3 - If you agree with points 1 and 2, ETags should be the only supported cache management approach for non-template content.
4 - I haven't considered that any user has used LastModified() in conjunction with the template engine (i.e., tracking when variables used in the template are updated).
Is it okay to add _last_modified in this case?
5 - I'd like to include disabling the template processor if the files are binary (webm, jpg, avif, wolf2, etc.). What do you think?

@mathieucarbou
Copy link
Member

@JosePineiro : I think we all agree Etags are better but Will mentioned a good point in the fact that a user could decide to control themselves their caching based on their own rules.

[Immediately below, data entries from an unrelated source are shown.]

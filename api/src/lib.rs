//! The API

#[macro_use]
extern crate log;

mod graphics_state;
mod scenes;

use cameras::*;
use core::camera::*;
use core::geometry::*;
use core::light::*;
use core::material::*;
use core::pbrt::*;
use core::scene::*;
use core::shape::*;
use core::spectrum::*;
use graphics_state::*;
use lights::*;
use std::sync::Arc;

pub use scenes::*;

/// Builds a scene one primitive at a time, in the spirit of a scene
/// description file: attributes such as the current material apply to every
/// shape defined after them.
#[derive(Default)]
pub struct SceneBuilder {
    /// Current graphics state.
    graphics_state: GraphicsState,

    /// Saved graphics states.
    pushed_graphics_states: Vec<GraphicsState>,

    /// Primitives defined so far.
    primitives: Vec<Primitive>,
}

impl SceneBuilder {
    /// Returns a new empty `SceneBuilder`.
    pub fn new() -> Self {
        Self::default()
    }

    /// Save the current graphics state.
    pub fn attribute_begin(&mut self) -> &mut Self {
        self.pushed_graphics_states.push(self.graphics_state.clone());
        self
    }

    /// Restore the last saved graphics state.
    pub fn attribute_end(&mut self) -> &mut Self {
        if let Some(graphics_state) = self.pushed_graphics_states.pop() {
            self.graphics_state = graphics_state;
        } else {
            error!("Unmatched attribute_end() encountered. Ignoring it.");
        }
        self
    }

    /// Set the material of the shapes that follow.
    ///
    /// * `material` - The material.
    pub fn material(&mut self, material: ArcMaterial) -> &mut Self {
        self.graphics_state.current_material = Some(material);
        self
    }

    /// Make the shapes that follow emit light.
    ///
    /// * `l_emit` - Emitted radiance.
    pub fn area_light_source(&mut self, l_emit: Spectrum) -> &mut Self {
        self.graphics_state.area_light = Some(l_emit);
        self
    }

    /// Define a shape using the current material and area light.
    ///
    /// * `shape` - The shape.
    pub fn shape(&mut self, shape: ArcShape) -> &mut Self {
        let light = self.graphics_state.area_light.map(|l_emit| {
            let light: ArcLight = Arc::new(DiffuseAreaLight::new(l_emit, Arc::clone(&shape)));
            light
        });
        self.primitives.push(Primitive {
            shape: Some(shape),
            material: self.graphics_state.current_material.clone(),
            light,
            ..Primitive::default()
        });
        self
    }

    /// Define a light source that has no geometry.
    ///
    /// * `light` - The light.
    pub fn light_source(&mut self, light: ArcLight) -> &mut Self {
        self.primitives.push(Primitive {
            light: Some(light),
            ..Primitive::default()
        });
        self
    }

    /// Define the camera. A later camera replaces an earlier one.
    ///
    /// * `camera` - The camera.
    pub fn camera(&mut self, camera: ArcCamera) -> &mut Self {
        if let Some(p) = self.primitives.iter_mut().find(|p| p.camera.is_some()) {
            warn!("Camera defined twice. Using the last one.");
            p.camera = None;
        }
        self.primitives.push(Primitive {
            camera: Some(camera),
            ..Primitive::default()
        });
        self
    }

    /// Define a pinhole camera.
    ///
    /// * `position` - Camera position.
    /// * `center`   - Point the camera looks at.
    /// * `up`       - Up vector.
    /// * `vfov`     - Vertical field of view in degrees.
    /// * `aspect`   - Aspect ratio (width / height).
    pub fn look_at(&mut self, position: Point3f, center: Point3f, up: Vector3f, vfov: Float, aspect: Float) -> &mut Self {
        self.camera(Arc::new(PinholeCamera::new(position, center, up, vfov, aspect)))
    }

    /// Finish the scene.
    pub fn world_end(&mut self) -> Scene {
        if !self.pushed_graphics_states.is_empty() {
            warn!("Missing end to attribute_begin()");
            self.pushed_graphics_states.clear();
        }
        let primitives = std::mem::take(&mut self.primitives);
        self.graphics_state = GraphicsState::default();
        Scene::new(primitives)
    }
}

#[cfg(test)]
mod tests {
    use super::*;
    use materials::*;
    use shapes::*;

    fn unit_quad(y: Float) -> ArcShape {
        Arc::new(Quad::new(
            Point3f::new(-0.5, y, -0.5),
            Vector3f::new(0.0, 0.0, 1.0),
            Vector3f::new(1.0, 0.0, 0.0),
        ))
    }

    #[test]
    fn attributes_are_scoped() {
        let mut builder = SceneBuilder::new();
        builder
            .material(Arc::new(DiffuseMaterial::new(Spectrum::new(0.5))))
            .attribute_begin()
            .area_light_source(Spectrum::ONE)
            .shape(unit_quad(1.0))
            .attribute_end()
            .shape(unit_quad(0.0))
            .look_at(
                Point3f::new(0.0, 0.5, 2.0),
                Point3f::new(0.0, 0.5, 0.0),
                Vector3f::new(0.0, 1.0, 0.0),
                45.0,
                1.0,
            );
        let scene = builder.world_end();

        assert_eq!(scene.primitive_count(), 3);
        assert!(scene.primitive(0).light.is_some());
        assert!(scene.primitive(0).material.is_some());
        assert!(scene.primitive(1).light.is_none());
        assert!(scene.primitive(1).material.is_some());
        assert!(scene.require_renderable().is_ok());
    }

    #[test]
    fn scene_without_lights_is_not_renderable() {
        let mut builder = SceneBuilder::new();
        builder.shape(unit_quad(0.0)).look_at(
            Point3f::new(0.0, 0.5, 2.0),
            Point3f::new(0.0, 0.5, 0.0),
            Vector3f::new(0.0, 1.0, 0.0),
            45.0,
            1.0,
        );
        assert!(builder.world_end().require_renderable().is_err());
    }
}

And I can say that this is typically what was often happening when serving files because caching management in the lib is quite new.

So instead of forcing Etags, a better approach could be to read the user request headers and answer appropriately according to the spec in the best way we can

In funcion void AsyncStaticWebHandler::handleRequest(AsyncWebServerRequest *request) add Last-Modified header if no GZ file or have template processor.
Sugeestion of @willmmiles
@JosePineiro
Copy link
Author

I think the ETag system used in this PR is ideal for files without templates or GZIP. I can't think of any circumstances where a user would be harmed, even if they use a different system.

In template files, we can respect user input in a generic way. This way, the user would have the best of both worlds: an automatic ETagsystem when possible and a manual system controlled by the user in all other cases.

Handling ETag and Last-Modified simultaneously complicates and slows down the code. It also leads to potential conflicts whose resolution can be very obscure for the user.

If the current behavior doesn't seem right, please tell me what you think is the best options:

  • If the user defines Cache-Control or Last-Modified, disable ETag?
  • If the user defines Cache-Control or Last-Modified, add them to ETag?
    And when there is a match:
  • If If-Modified-Since is OK and ETag is bad, do we send a 304 or send the file?
  • If If-Modified-Since is bad and ETag is OK, do we send a 304 or send the file?

@willmmiles
Copy link

Re cache_control: The most critical use case for cache_control is if the user has set "max-age" with the intent to reduce the number of transactions on static content. I think this must continue to be respected for static content. For microcontrollers, re-validation is not always the best policy -- every transaction has a cost in CPU time and memory and can affect the performance of other tasks. I think this decision should be left in the hands of the application author.

Or to put it another way: sometimes it is preferable to sacrifice correctness in rare cases (ie. the cache may become stale when you perform a firmware update) for performance in the common case (everyday UI access).

So I think the logic should be:

  if (_cache_control.length()) {
     response->addHeader(T_Cache_Control, _cache_control.c_str(), false);
  } else if (*etag != '\0') {
     response->addHeader(T_Cache_Control, T_no_cache, true);
  }

Re Last-Modified: I agree that trying to juggle both "If-Match" and "If-Modified-Since" would be problematic. I do think we should find a way to respect setLastModified() in some way, though. Probably the easiest thing to do is include the user value in the ETag if it was set by the user -- that way we need only one code path. Since there's no getLastModified(), we could replace the local String _lastModified with, say, a uint64_t, and change all of the setLastModified() implementations to populate it with a hash or somesuch. And, also, if it was explicitly set by the user, we should check/send it even with templated content.

Does that make sense?

@JosePineiro
Copy link
Author

I think I understand what you're saying.
Suppose the user has defined Cache-Control: private, max-age=3600

We would send to the browser:
Cache-Control: private, max-age=3600
ETag: "abc123"

This way, the browser won't request the page for the next hour.
Once the hour has passed, the browser will send us;
If-None-Match: "abc123"

If the etag remains, we will send:
HTTP/1.1 304 Not Modified
ETag: "abc123"

What to do if Cache-Control contains "no-store" or "immutable"? In both cases, an "ETag" is pointless, but sending it won't cause any problems.

I still think that if we can use "ETag," we shouldn't send "Last-Modified". If we can't use "ETag," we should send "Last-Modified" if it's user-defined.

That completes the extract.